■ Exercise description
Return all lines of the records that contain the word "const".

■ Material for this exercise
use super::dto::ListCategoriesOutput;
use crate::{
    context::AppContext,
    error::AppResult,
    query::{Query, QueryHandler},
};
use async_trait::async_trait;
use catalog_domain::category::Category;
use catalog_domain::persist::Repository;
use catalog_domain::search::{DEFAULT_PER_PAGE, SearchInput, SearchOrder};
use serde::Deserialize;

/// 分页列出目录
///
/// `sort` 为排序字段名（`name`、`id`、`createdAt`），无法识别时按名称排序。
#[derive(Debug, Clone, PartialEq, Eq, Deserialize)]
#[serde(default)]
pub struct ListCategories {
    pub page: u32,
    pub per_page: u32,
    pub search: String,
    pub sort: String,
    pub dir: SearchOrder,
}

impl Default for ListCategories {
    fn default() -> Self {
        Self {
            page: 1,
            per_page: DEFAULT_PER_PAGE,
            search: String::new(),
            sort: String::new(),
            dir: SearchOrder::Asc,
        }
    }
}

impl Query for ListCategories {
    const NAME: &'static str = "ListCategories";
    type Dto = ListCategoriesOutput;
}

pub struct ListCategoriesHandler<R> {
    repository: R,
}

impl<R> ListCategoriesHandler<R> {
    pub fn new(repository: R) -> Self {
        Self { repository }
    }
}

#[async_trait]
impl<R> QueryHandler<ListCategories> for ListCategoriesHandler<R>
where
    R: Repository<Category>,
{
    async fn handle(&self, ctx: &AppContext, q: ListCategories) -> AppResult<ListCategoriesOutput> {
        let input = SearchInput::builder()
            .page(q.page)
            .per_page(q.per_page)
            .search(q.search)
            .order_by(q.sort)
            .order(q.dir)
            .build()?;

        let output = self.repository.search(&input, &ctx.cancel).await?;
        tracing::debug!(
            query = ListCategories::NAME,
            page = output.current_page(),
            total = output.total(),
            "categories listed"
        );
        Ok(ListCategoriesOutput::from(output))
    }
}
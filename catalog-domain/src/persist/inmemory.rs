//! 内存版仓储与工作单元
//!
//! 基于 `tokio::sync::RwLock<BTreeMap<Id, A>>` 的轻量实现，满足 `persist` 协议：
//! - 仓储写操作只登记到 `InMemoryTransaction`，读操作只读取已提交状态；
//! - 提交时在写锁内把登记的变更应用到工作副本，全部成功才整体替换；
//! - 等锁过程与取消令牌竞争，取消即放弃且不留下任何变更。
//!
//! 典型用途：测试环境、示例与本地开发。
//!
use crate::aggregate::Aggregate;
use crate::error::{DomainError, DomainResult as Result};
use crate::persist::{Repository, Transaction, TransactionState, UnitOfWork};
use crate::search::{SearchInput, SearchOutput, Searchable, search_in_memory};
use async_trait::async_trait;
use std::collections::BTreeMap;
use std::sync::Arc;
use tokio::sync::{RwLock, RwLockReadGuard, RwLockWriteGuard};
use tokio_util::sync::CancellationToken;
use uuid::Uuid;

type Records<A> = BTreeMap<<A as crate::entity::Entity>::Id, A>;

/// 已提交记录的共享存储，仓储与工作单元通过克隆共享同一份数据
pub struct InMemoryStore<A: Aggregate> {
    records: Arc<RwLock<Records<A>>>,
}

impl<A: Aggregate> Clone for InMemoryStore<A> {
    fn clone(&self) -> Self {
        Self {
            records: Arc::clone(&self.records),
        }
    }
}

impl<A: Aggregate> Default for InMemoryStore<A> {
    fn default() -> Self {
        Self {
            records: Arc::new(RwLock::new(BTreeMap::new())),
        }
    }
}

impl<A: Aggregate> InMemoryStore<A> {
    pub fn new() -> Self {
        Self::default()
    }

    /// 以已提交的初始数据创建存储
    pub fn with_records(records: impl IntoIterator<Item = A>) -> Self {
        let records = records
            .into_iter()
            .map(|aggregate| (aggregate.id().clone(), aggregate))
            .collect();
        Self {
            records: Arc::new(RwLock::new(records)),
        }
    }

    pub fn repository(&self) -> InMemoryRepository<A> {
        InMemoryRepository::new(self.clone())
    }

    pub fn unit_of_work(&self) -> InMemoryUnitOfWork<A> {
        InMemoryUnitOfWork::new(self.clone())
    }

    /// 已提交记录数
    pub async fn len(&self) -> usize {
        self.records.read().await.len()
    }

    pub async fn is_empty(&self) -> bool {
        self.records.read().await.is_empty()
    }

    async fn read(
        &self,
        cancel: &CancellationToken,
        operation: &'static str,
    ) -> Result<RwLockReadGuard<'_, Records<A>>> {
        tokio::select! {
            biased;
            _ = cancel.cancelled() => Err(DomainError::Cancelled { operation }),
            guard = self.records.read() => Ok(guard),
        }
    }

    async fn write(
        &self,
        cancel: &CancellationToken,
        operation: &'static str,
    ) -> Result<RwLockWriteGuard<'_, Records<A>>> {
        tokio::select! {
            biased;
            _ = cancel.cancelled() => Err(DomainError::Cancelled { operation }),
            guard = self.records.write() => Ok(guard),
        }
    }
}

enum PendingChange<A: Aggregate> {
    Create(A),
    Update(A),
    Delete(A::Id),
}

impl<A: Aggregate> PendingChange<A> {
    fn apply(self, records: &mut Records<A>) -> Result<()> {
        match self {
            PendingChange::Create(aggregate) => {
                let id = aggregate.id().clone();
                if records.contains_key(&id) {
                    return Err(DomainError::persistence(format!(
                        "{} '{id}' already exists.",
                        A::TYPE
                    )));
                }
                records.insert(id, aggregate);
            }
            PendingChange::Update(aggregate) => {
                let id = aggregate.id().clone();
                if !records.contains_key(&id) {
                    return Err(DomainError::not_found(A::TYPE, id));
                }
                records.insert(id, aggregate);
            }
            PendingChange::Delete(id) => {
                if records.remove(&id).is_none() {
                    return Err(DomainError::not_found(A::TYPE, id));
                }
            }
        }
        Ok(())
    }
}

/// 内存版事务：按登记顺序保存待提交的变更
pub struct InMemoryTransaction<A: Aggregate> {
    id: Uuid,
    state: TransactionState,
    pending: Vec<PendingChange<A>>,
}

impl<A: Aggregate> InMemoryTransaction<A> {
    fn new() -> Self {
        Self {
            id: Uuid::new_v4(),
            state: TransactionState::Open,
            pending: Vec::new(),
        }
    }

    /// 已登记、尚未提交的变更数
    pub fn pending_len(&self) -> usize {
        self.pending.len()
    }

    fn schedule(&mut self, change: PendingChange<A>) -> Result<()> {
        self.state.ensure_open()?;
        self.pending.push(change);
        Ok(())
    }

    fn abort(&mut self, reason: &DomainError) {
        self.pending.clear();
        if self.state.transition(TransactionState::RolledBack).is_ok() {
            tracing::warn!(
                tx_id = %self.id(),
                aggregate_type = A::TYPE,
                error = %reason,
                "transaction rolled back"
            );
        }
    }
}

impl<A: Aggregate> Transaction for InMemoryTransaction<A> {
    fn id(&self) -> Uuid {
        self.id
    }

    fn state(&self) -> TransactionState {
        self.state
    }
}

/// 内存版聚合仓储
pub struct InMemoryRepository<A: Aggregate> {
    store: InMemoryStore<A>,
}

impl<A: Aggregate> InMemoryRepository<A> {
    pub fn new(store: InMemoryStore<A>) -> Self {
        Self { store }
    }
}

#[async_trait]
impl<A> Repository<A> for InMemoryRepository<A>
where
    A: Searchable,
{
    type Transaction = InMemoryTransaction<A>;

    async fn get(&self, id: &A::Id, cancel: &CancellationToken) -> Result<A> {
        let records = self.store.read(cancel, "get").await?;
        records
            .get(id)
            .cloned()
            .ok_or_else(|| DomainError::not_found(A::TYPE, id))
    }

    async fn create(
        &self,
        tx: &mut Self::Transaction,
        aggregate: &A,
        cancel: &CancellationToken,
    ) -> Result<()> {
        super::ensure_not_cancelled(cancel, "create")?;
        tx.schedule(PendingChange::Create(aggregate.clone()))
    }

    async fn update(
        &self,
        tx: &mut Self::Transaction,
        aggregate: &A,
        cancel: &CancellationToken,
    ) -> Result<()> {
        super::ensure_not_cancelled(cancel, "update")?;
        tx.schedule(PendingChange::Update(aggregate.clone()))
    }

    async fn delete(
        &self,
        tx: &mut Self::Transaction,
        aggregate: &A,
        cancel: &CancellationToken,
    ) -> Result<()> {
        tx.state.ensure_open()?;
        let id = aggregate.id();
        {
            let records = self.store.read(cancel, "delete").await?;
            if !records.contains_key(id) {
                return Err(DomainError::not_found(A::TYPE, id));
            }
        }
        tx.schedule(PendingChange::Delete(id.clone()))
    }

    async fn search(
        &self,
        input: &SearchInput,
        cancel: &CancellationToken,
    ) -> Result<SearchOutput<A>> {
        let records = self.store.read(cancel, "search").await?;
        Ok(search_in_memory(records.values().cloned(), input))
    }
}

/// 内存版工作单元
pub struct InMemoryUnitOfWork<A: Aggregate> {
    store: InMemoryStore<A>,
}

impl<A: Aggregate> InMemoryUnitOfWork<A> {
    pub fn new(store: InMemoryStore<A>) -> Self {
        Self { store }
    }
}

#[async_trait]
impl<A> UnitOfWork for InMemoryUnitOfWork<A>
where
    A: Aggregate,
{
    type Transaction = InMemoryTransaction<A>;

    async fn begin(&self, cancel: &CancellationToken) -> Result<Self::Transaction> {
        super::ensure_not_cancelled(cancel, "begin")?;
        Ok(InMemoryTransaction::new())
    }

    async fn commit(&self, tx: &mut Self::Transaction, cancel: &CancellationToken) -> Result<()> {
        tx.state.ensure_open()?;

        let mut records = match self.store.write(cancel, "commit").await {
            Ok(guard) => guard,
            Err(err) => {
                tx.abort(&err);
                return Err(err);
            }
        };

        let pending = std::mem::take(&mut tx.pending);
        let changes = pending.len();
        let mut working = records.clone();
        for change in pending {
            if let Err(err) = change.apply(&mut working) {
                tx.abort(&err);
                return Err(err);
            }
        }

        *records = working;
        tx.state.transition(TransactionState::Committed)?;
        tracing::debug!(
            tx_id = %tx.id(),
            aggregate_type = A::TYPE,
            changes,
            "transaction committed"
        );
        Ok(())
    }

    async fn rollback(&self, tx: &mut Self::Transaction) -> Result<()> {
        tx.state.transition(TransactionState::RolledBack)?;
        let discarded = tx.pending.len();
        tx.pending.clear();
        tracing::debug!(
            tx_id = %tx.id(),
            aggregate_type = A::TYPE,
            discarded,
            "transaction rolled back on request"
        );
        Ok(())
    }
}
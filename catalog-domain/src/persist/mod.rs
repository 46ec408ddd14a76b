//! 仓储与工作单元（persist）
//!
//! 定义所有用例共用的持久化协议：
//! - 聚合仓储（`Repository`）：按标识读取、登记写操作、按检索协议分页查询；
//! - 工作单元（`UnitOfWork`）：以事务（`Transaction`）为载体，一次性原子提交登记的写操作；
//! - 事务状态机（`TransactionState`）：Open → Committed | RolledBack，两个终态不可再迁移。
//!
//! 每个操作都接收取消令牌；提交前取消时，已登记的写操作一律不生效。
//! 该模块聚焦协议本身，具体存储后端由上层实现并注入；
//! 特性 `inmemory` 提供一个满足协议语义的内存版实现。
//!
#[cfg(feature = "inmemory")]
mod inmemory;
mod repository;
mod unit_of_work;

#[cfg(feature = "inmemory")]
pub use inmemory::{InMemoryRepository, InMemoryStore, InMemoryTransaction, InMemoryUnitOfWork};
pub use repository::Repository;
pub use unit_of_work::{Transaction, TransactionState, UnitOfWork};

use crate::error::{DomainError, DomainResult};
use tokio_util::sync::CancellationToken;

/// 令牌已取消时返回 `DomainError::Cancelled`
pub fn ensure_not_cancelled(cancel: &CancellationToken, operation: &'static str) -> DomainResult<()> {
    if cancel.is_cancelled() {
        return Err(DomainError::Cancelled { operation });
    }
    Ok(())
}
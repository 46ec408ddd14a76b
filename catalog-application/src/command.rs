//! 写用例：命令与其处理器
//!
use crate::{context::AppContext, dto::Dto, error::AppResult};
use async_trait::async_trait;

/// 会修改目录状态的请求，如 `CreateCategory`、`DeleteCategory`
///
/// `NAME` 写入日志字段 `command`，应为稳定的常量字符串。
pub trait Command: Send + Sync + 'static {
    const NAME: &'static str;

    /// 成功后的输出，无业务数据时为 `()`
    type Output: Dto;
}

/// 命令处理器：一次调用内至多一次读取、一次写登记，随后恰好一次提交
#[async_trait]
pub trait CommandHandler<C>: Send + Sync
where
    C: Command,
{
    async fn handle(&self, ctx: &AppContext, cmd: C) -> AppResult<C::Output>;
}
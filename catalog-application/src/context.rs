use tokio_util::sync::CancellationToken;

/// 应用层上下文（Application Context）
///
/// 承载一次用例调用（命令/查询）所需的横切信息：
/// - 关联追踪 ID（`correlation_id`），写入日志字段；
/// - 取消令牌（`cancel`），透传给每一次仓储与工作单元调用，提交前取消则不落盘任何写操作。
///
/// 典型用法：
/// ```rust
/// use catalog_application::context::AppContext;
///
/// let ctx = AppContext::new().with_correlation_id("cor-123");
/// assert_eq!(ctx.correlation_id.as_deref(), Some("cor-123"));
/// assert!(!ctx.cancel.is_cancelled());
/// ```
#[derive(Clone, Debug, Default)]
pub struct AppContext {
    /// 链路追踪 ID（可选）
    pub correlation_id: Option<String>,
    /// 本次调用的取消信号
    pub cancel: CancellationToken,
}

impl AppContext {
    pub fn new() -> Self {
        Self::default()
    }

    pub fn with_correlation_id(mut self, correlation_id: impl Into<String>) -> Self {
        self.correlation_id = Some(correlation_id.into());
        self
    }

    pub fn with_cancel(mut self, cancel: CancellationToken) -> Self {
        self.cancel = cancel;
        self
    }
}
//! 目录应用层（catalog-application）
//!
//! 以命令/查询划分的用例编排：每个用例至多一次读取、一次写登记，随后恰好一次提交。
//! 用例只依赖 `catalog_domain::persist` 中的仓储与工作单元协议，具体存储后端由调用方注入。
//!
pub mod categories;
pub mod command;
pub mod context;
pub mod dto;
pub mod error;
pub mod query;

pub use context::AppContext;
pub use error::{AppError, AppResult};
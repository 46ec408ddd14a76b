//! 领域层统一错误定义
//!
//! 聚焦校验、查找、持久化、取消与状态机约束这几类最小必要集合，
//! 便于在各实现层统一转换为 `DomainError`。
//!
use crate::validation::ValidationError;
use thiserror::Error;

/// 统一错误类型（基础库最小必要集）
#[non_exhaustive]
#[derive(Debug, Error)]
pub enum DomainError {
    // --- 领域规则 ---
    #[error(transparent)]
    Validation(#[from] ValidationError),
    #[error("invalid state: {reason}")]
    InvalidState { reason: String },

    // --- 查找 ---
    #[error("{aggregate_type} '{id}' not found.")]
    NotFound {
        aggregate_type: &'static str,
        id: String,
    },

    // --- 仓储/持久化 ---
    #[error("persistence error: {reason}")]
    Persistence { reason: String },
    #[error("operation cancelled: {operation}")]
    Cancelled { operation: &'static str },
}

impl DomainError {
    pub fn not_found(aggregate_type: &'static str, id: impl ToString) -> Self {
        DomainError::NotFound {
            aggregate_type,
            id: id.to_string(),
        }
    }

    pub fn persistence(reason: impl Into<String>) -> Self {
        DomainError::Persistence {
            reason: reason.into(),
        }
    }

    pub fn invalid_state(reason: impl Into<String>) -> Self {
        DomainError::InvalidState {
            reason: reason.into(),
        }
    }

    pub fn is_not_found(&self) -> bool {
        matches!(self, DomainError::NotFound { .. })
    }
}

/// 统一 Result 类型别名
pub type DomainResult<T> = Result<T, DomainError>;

■ Response to the exercise
    const NAME: &'static str = "ListCategories";
    const NAME: &'static str;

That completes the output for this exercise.